## Problem requirements
Please report how many lines in the data below contain "Deserialize". Nothing besides the number should be written.

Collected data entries
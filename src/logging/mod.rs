//! Logging setup for the combat core.
//!
//! Each combat subsystem has its own verbosity. Player and enemy state
//! transitions log at `debug`, rejected player actions at `trace`, deaths
//! and staggers at `info`. Setting `RUST_LOG` replaces the whole filter.

use std::sync::Once;
use tracing_subscriber::EnvFilter;

#[derive(Debug, Clone, Copy, PartialEq, Eq)]
pub enum LogLevel {
    Trace,
    Debug,
    Info,
    Warn,
    Error,
}

impl LogLevel {
    pub fn as_str(&self) -> &'static str {
        match self {
            LogLevel::Trace => "trace",
            LogLevel::Debug => "debug",
            LogLevel::Info => "info",
            LogLevel::Warn => "warn",
            LogLevel::Error => "error",
        }
    }

    /// Level from a foreign integer id; unknown ids fall back to `Info`.
    pub fn from_id(id: u32) -> Self {
        match id {
            0 => LogLevel::Trace,
            1 => LogLevel::Debug,
            3 => LogLevel::Warn,
            4 => LogLevel::Error,
            _ => LogLevel::Info,
        }
    }
}

/// Verbosity per combat subsystem.
#[derive(Debug, Clone, Copy, PartialEq, Eq)]
pub struct CombatLogConfig {
    /// Everything outside the combat core, Bevy included
    pub default: LogLevel,
    pub player: LogLevel,
    pub enemy: LogLevel,
    /// Damage routing, projectiles, explosives and spawners
    pub world: LogLevel,
    /// Stale handles and bad JSON from the host
    pub bridge: LogLevel,
    pub hotreload: LogLevel,
}

impl Default for CombatLogConfig {
    fn default() -> Self {
        Self {
            default: LogLevel::Info,
            player: LogLevel::Info,
            enemy: LogLevel::Info,
            world: LogLevel::Info,
            bridge: LogLevel::Warn,
            hotreload: LogLevel::Info,
        }
    }
}

impl CombatLogConfig {
    /// Same level everywhere; what a host picks through the C interface.
    pub fn uniform(level: LogLevel) -> Self {
        Self {
            default: level,
            player: level,
            enemy: level,
            world: level,
            bridge: level,
            hotreload: level,
        }
    }

    /// `EnvFilter` directives, one per subsystem module.
    pub fn directives(&self) -> String {
        let subsystems = [
            ("player", self.player),
            ("enemy", self.enemy),
            ("world", self.world),
            ("bridge", self.bridge),
            ("hotreload", self.hotreload),
        ];
        let mut parts = vec![self.default.as_str().to_string()];
        parts.extend(
            subsystems
                .iter()
                .map(|(module, level)| format!("shooter_core::{}={}", module, level.as_str())),
        );
        parts.join(",")
    }
}

static TRACING_INIT: Once = Once::new();

/// First call wins; later calls are no-ops.
pub fn init_tracing(config: &CombatLogConfig) {
    let directives = config.directives();
    TRACING_INIT.call_once(move || {
        let filter =
            EnvFilter::try_from_default_env().unwrap_or_else(|_| EnvFilter::new(&directives));

        let subscriber = tracing_subscriber::fmt()
            .with_env_filter(filter)
            .with_target(true)
            .compact();

        // a host engine may already own the global subscriber
        let _ = subscriber.try_init();
    });
}
//! Eight-way dodge direction from the last movement input.

use bevy::math::Vec2;
use serde::{Deserialize, Serialize};

#[derive(Debug, Clone, Copy, PartialEq, Eq, Hash, Serialize, Deserialize)]
pub enum DodgeDirection {
    Forward,
    ForwardRight,
    Right,
    BackRight,
    Backward,
    BackLeft,
    Left,
    ForwardLeft,
}

/// Round one input axis to -1, 0 or 1.
pub fn round_axis(value: f32) -> i32 {
    (value.round() as i32).clamp(-1, 1)
}

/// Compass angle in degrees for rounded (x, y) input. No input has no angle.
pub fn compass_angle(x: i32, y: i32) -> Option<u32> {
    match (y, x) {
        (1, 1) => Some(45),
        (1, 0) => Some(0),
        (1, -1) => Some(315),
        (0, 1) => Some(90),
        (0, -1) => Some(270),
        (-1, 1) => Some(135),
        (-1, 0) => Some(180),
        (-1, -1) => Some(225),
        _ => None,
    }
}

impl DodgeDirection {
    pub fn from_angle(angle: Option<u32>) -> Self {
        match angle {
            Some(0) => DodgeDirection::Forward,
            Some(45) => DodgeDirection::ForwardRight,
            Some(90) => DodgeDirection::Right,
            Some(135) => DodgeDirection::BackRight,
            Some(225) => DodgeDirection::BackLeft,
            Some(270) => DodgeDirection::Left,
            Some(315) => DodgeDirection::ForwardLeft,
            // 180 and no input both roll backwards
            _ => DodgeDirection::Backward,
        }
    }

    pub fn from_input(input: Vec2) -> Self {
        Self::from_angle(compass_angle(round_axis(input.x), round_axis(input.y)))
    }

    pub fn section(self) -> &'static str {
        match self {
            DodgeDirection::Forward => "DodgeForward",
            DodgeDirection::ForwardRight => "DodgeFR",
            DodgeDirection::Right => "DodgeRight",
            DodgeDirection::BackRight => "DodgeBR",
            DodgeDirection::Backward => "DodgeBackward",
            DodgeDirection::BackLeft => "DodgeBL",
            DodgeDirection::Left => "DodgeLeft",
            DodgeDirection::ForwardLeft => "DodgeFL",
        }
    }
}
//! Weapon slots and carried ammo.
//!
//! Slots are fixed once filled: the weapon at index `i` keeps slot `i`
//! until it is swapped out. Exactly one slot is equipped while any weapon
//! is held. A switch is two-phase: `begin_exchange` records the pending
//! target, and `complete_exchange` performs the hand-off once the equip
//! montage reaches its grab point.

use std::collections::BTreeMap;

use serde::{Deserialize, Serialize};

use crate::constants::INVENTORY_CAPACITY;
use crate::weapon::{AmmoType, ItemState, Weapon};

/// Back sockets for stowed weapons, by slot
pub const BACK_SOCKETS: [&str; 2] = ["BackSlot0", "BackSlot1"];
pub const HAND_SOCKET: &str = "RightHandSocket";

#[derive(Debug, Clone, Serialize, Deserialize)]
pub struct WeaponInventory {
    slots: Vec<Weapon>,
    capacity: usize,
    equipped: Option<usize>,
    pending: Option<usize>,
}

impl Default for WeaponInventory {
    fn default() -> Self {
        Self::with_capacity(INVENTORY_CAPACITY)
    }
}

impl WeaponInventory {
    pub fn with_capacity(capacity: usize) -> Self {
        Self {
            slots: Vec::with_capacity(capacity),
            capacity,
            equipped: None,
            pending: None,
        }
    }

    pub fn len(&self) -> usize {
        self.slots.len()
    }

    pub fn is_empty(&self) -> bool {
        self.slots.is_empty()
    }

    pub fn is_full(&self) -> bool {
        self.slots.len() >= self.capacity
    }

    pub fn capacity(&self) -> usize {
        self.capacity
    }

    pub fn get(&self, slot: usize) -> Option<&Weapon> {
        self.slots.get(slot)
    }

    pub fn equipped_slot(&self) -> Option<usize> {
        self.equipped
    }

    pub fn pending_slot(&self) -> Option<usize> {
        self.pending
    }

    pub fn equipped(&self) -> Option<&Weapon> {
        self.equipped.and_then(|i| self.slots.get(i))
    }

    pub fn equipped_mut(&mut self) -> Option<&mut Weapon> {
        self.equipped.and_then(|i| self.slots.get_mut(i))
    }

    /// Store a weapon in the next free slot. Hands the weapon back when full.
    ///
    /// The first weapon picked up is equipped straight away.
    pub fn add_weapon(&mut self, mut weapon: Weapon) -> Result<usize, Weapon> {
        if self.is_full() {
            return Err(weapon);
        }
        let slot = self.slots.len();
        weapon.slot_index = Some(slot);
        if self.equipped.is_none() {
            weapon.state = ItemState::Equipped;
            self.equipped = Some(slot);
        } else {
            weapon.state = ItemState::PickedUp;
        }
        self.slots.push(weapon);
        Ok(slot)
    }

    /// Put `weapon` in the equipped slot and return the weapon it displaced.
    pub fn swap_equipped(&mut self, mut weapon: Weapon) -> Option<Weapon> {
        let Some(slot) = self.equipped else {
            return self.add_weapon(weapon).err();
        };
        weapon.slot_index = Some(slot);
        weapon.state = ItemState::Equipped;
        let mut old = std::mem::replace(&mut self.slots[slot], weapon);
        old.slot_index = None;
        old.state = ItemState::Falling;
        self.pending = None;
        Some(old)
    }

    /// Guard for a slot switch: different slot, in range, not already pending.
    pub fn can_exchange(&self, target: usize) -> bool {
        let Some(current) = self.equipped else {
            return false;
        };
        current != target && target < self.slots.len() && self.pending != Some(target)
    }

    pub fn begin_exchange(&mut self, target: usize) -> bool {
        if !self.can_exchange(target) {
            return false;
        }
        self.pending = Some(target);
        true
    }

    /// Hand the pending weapon over. Returns (previous slot, new slot).
    pub fn complete_exchange(&mut self) -> Option<(usize, usize)> {
        let target = self.pending.take()?;
        let previous = self.equipped?;
        if let Some(old) = self.slots.get_mut(previous) {
            old.state = ItemState::PickedUp;
        }
        if let Some(new) = self.slots.get_mut(target) {
            new.state = ItemState::Equipped;
        }
        self.equipped = Some(target);
        Some((previous, target))
    }

    pub fn cancel_exchange(&mut self) {
        self.pending = None;
    }

    /// Slot after the equipped one, wrapping around.
    pub fn next_slot(&self) -> Option<usize> {
        let current = self.equipped?;
        if self.slots.len() < 2 {
            return None;
        }
        Some((current + 1) % self.slots.len())
    }

    pub fn iter(&self) -> impl Iterator<Item = &Weapon> {
        self.slots.iter()
    }
}

/// Socket a stowed weapon attaches to.
pub fn stow_socket(slot: usize) -> Option<&'static str> {
    BACK_SOCKETS.get(slot).copied()
}

/// Carried rounds by ammo type.
#[derive(Debug, Clone, Default, Serialize, Deserialize)]
pub struct AmmoPool {
    counts: BTreeMap<AmmoType, u32>,
}

impl AmmoPool {
    pub fn from_pairs(pairs: &[(AmmoType, u32)]) -> Self {
        let mut pool = Self::default();
        for &(ammo_type, amount) in pairs {
            pool.add(ammo_type, amount);
        }
        pool
    }

    pub fn get(&self, ammo_type: AmmoType) -> u32 {
        self.counts.get(&ammo_type).copied().unwrap_or(0)
    }

    pub fn add(&mut self, ammo_type: AmmoType, amount: u32) {
        let count = self.counts.entry(ammo_type).or_insert(0);
        *count = count.saturating_add(amount);
    }

    /// Remove up to `wanted` rounds and return how many were taken.
    pub fn take(&mut self, ammo_type: AmmoType, wanted: u32) -> u32 {
        let entry = self.counts.entry(ammo_type).or_insert(0);
        let taken = wanted.min(*entry);
        *entry -= taken;
        taken
    }
}
//! Enemy state machine and the blackboard contract read by the external AI driver.
//!
//! The behaviour tree itself lives outside the core. It reads `Target`,
//! `InAttackRange`, `CanAttack`, `EnemyState`, `Dead` and `Staggered` from
//! the enemy's blackboard and calls back into `attack_player`,
//! `rush_attack_start` and `rush_attack_end`.

pub mod state;

use bevy::math::Vec3;
use rand::Rng;
use tracing::{debug, info, trace};

use crate::actors::ActorId;
use crate::balance::{BalanceMeter, BalanceOutcome, BalanceResetPolicy};
use crate::blackboard::{Blackboard, BlackboardKey};
use crate::capabilities::{AnimationCue, Montage};
use crate::config::EnemyTuning;
use crate::constants::*;
use crate::context::CombatContext;
use crate::damage::{DamageTaken, Damageable};
use crate::events::CombatEvent;
use crate::health::HealthPool;
use crate::timers::TimerPurpose;

pub use state::EnemyState;

pub const ATTACK_SECTIONS: [&str; 4] = ["AttackL", "AttackR", "AttackLFast", "AttackRFast"];
pub const RUSH_ATTACK_SECTION: &str = "RushAttack";

#[derive(Debug, Clone)]
pub struct Enemy {
    state: EnemyState,
    pub health: HealthPool,
    pub balance: BalanceMeter,
    pub blackboard: Blackboard,
    can_attack: bool,
    in_attack_range: bool,
    pub weakspot_bone: String,
    pub attack_damage: f32,
    pub position: Vec3,
    base_speed: f32,
    walk_speed: f32,
    collision_enabled: bool,
}

impl Enemy {
    pub fn new(tuning: &EnemyTuning, reset_policy: BalanceResetPolicy, position: Vec3) -> Self {
        let mut blackboard = Blackboard::default();
        blackboard.set_bool(BlackboardKey::CanAttack, true);
        blackboard.set_bool(BlackboardKey::InAttackRange, false);
        blackboard.set_enum(BlackboardKey::EnemyState, EnemyState::Unoccupied.as_byte());
        Self {
            state: EnemyState::Unoccupied,
            health: HealthPool::new(tuning.max_health),
            balance: BalanceMeter::new(tuning.max_balance, tuning.balance_recovery_rate, reset_policy),
            blackboard,
            can_attack: true,
            in_attack_range: false,
            weakspot_bone: tuning.weakspot_bone.clone(),
            attack_damage: tuning.attack_damage,
            position,
            base_speed: tuning.base_speed,
            walk_speed: tuning.base_speed,
            collision_enabled: true,
        }
    }

    pub fn state(&self) -> EnemyState {
        self.state
    }

    pub fn is_dead(&self) -> bool {
        self.state == EnemyState::Dead
    }

    pub fn can_attack(&self) -> bool {
        self.can_attack
    }

    pub fn in_attack_range(&self) -> bool {
        self.in_attack_range
    }

    pub fn target(&self) -> Option<ActorId> {
        self.blackboard.get_actor(BlackboardKey::Target)
    }

    pub fn walk_speed(&self) -> f32 {
        self.walk_speed
    }

    pub fn collision_enabled(&self) -> bool {
        self.collision_enabled
    }

    fn set_state(&mut self, next: EnemyState) {
        if self.state != next {
            debug!(from = ?self.state, to = ?next, "enemy state");
        }
        self.state = next;
        self.blackboard.set_enum(BlackboardKey::EnemyState, next.as_byte());
        self.blackboard
            .set_bool(BlackboardKey::Staggered, next == EnemyState::Staggered);
    }

    // =========================================================================
    // Aggro volumes
    // =========================================================================

    pub fn enter_agro_sphere(&mut self, player: ActorId) {
        if self.is_dead() {
            return;
        }
        self.blackboard.set_actor(BlackboardKey::Target, Some(player));
    }

    pub fn enter_combat_range(&mut self) {
        self.in_attack_range = true;
        self.blackboard.set_bool(BlackboardKey::InAttackRange, true);
    }

    pub fn exit_combat_range(&mut self) {
        self.in_attack_range = false;
        self.blackboard.set_bool(BlackboardKey::InAttackRange, false);
    }

    // =========================================================================
    // Attacks
    // =========================================================================

    /// Random normal or fast left/right swing; always the rush swing while rushing.
    pub fn attack_section<R: Rng>(&self, rng: &mut R) -> &'static str {
        if self.state == EnemyState::Rushing {
            return RUSH_ATTACK_SECTION;
        }
        ATTACK_SECTIONS[rng.gen_range(0..ATTACK_SECTIONS.len())]
    }

    /// Swing at the target. `section` overrides the random choice.
    pub fn attack_player(&mut self, id: ActorId, section: Option<&str>, ctx: &mut CombatContext) -> bool {
        if self.is_dead() || !self.can_attack || !self.in_attack_range {
            trace!(?id, can_attack = self.can_attack, in_range = self.in_attack_range, "attack rejected");
            return false;
        }
        if matches!(self.state, EnemyState::Staggered | EnemyState::Roaring) {
            return false;
        }
        let section = match section {
            Some(s) => s.to_string(),
            None => self.attack_section(&mut *ctx.rng).to_string(),
        };
        ctx.play(id, AnimationCue::new(Montage::EnemyAttack, section, 1.0));
        self.can_attack = false;
        self.blackboard.set_bool(BlackboardKey::CanAttack, false);
        let tuning = &ctx.config.enemy;
        let (wait, duration) = (tuning.attack_wait, tuning.attack_duration);
        ctx.schedule(id, TimerPurpose::AttackCooldown, wait);
        if self.state == EnemyState::Unoccupied {
            self.set_state(EnemyState::Attacking);
            ctx.schedule(id, TimerPurpose::EnemyAction, duration);
        }
        true
    }

    pub fn reset_can_attack(&mut self) {
        if self.is_dead() {
            return;
        }
        self.can_attack = true;
        self.blackboard.set_bool(BlackboardKey::CanAttack, true);
    }

    pub fn rush_attack_start(&mut self, id: ActorId, ctx: &mut CombatContext) -> bool {
        if self.is_dead() || self.state == EnemyState::Staggered {
            return false;
        }
        ctx.cancel(id, TimerPurpose::EnemyAction);
        self.set_state(EnemyState::Rushing);
        self.walk_speed = self.base_speed * ctx.config.enemy.rush_multiplier;
        true
    }

    pub fn rush_attack_end(&mut self) {
        if self.state != EnemyState::Rushing {
            return;
        }
        self.set_state(EnemyState::Unoccupied);
        self.walk_speed = self.base_speed;
    }

    // =========================================================================
    // Reactions
    // =========================================================================

    /// Balance broke. Blocked while rushing, roaring, already staggered or dead.
    pub fn stagger(&mut self, id: ActorId, ctx: &mut CombatContext) -> bool {
        if self.state.blocks_stagger() {
            return false;
        }
        ctx.cancel(id, TimerPurpose::EnemyAction);
        self.set_state(EnemyState::Staggered);
        ctx.play(id, AnimationCue::new(Montage::EnemyStagger, "HitReactFront", ENEMY_STAGGER_RATE));
        ctx.schedule(id, TimerPurpose::Stagger, ctx.config.enemy.stagger_duration);
        ctx.emit(CombatEvent::Stagger { actor: id });
        info!(?id, "enemy staggered");
        true
    }

    pub fn end_stagger(&mut self, id: ActorId, ctx: &mut CombatContext) {
        if self.state != EnemyState::Staggered {
            return;
        }
        ctx.cancel(id, TimerPurpose::Stagger);
        self.balance.on_stagger_recovered();
        self.set_state(EnemyState::Unoccupied);
    }

    pub fn rage_roar(&mut self, id: ActorId, chance: f32, ctx: &mut CombatContext) -> bool {
        if self.state != EnemyState::Unoccupied || !ctx.roll(chance) {
            return false;
        }
        self.set_state(EnemyState::Roaring);
        ctx.play(id, AnimationCue::new(Montage::EnemyRoar, "Roar", 1.0));
        ctx.schedule(id, TimerPurpose::EnemyAction, ctx.config.enemy.roar_duration);
        true
    }

    pub fn dodge(&mut self, id: ActorId, chance: f32, ctx: &mut CombatContext) -> bool {
        if self.state != EnemyState::Unoccupied || !ctx.roll(chance) {
            return false;
        }
        self.set_state(EnemyState::Dodging);
        let section = if ctx.rng.gen_bool(0.5) { "DodgeL" } else { "DodgeR" };
        ctx.play(id, AnimationCue::new(Montage::EnemyDodge, section, ENEMY_DODGE_RATE));
        ctx.schedule(id, TimerPurpose::EnemyAction, ctx.config.enemy.dodge_duration);
        true
    }

    pub fn taunt(&mut self, id: ActorId, ctx: &mut CombatContext) -> bool {
        if self.is_dead() || self.state == EnemyState::Staggered {
            return false;
        }
        self.set_state(EnemyState::Taunting);
        ctx.play(id, AnimationCue::new(Montage::EnemyTaunt, "BackScratch", ENEMY_TAUNT_RATE));
        ctx.schedule(id, TimerPurpose::EnemyAction, ctx.config.enemy.taunt_duration);
        true
    }

    /// Attack, roar, dodge and taunt montages all end here.
    pub fn finish_enemy_action(&mut self, id: ActorId, ctx: &mut CombatContext) {
        if !self.state.is_transient_action() {
            return;
        }
        ctx.cancel(id, TimerPurpose::EnemyAction);
        self.set_state(EnemyState::Unoccupied);
    }

    /// Reactions after a hit has been resolved against this enemy.
    pub fn on_damaged(&mut self, id: ActorId, killed: bool, ctx: &mut CombatContext) {
        if killed {
            self.die(id, ctx);
            return;
        }
        let tuning = &ctx.config.enemy;
        let (react, dodge, roar) = (tuning.hit_react_chance, tuning.dodge_chance, tuning.roar_chance);
        if self.can_attack && self.state == EnemyState::Unoccupied && ctx.roll(react) {
            ctx.play(id, AnimationCue::new(Montage::EnemyHit, "HitFront", 1.0));
        }
        self.dodge(id, dodge, ctx);
        self.rage_roar(id, roar, ctx);
    }

    pub fn die(&mut self, id: ActorId, ctx: &mut CombatContext) {
        if self.is_dead() {
            return;
        }
        self.set_state(EnemyState::Dead);
        self.blackboard.set_bool(BlackboardKey::Dead, true);
        self.collision_enabled = false;
        self.walk_speed = 0.0;
        ctx.timers.cancel_actor(id);
        ctx.play(id, AnimationCue::new(Montage::EnemyDeath, "DeathA", 1.0));
        ctx.schedule(id, TimerPurpose::Expire, ENEMY_CORPSE_LIFESPAN);
        ctx.emit(CombatEvent::Death { actor: id });
        info!(?id, "enemy died");
    }

    pub fn tick(&mut self, dt: f32) {
        if self.is_dead() {
            return;
        }
        self.health.tick(dt);
        if self.state == EnemyState::Unoccupied {
            self.balance.tick(dt);
        }
    }
}

impl Damageable for Enemy {
    fn weakspot_bone(&self) -> &str {
        &self.weakspot_bone
    }

    fn can_take_damage(&self) -> bool {
        !self.is_dead() && !self.health.is_dead()
    }

    fn take_damage(&mut self, amount: f32, instigator: Option<ActorId>) -> DamageTaken {
        if let Some(instigator) = instigator {
            self.blackboard.set_actor(BlackboardKey::Target, Some(instigator));
        }
        let was_dead = self.health.is_dead();
        let applied = self.health.apply_damage(amount);
        DamageTaken {
            applied,
            killed: !was_dead && self.health.is_dead(),
        }
    }

    fn take_balance_damage(&mut self, amount: f32) -> BalanceOutcome {
        self.balance
            .apply_balance_damage(amount, !self.state.blocks_stagger())
    }
}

## Solution to this exercise
5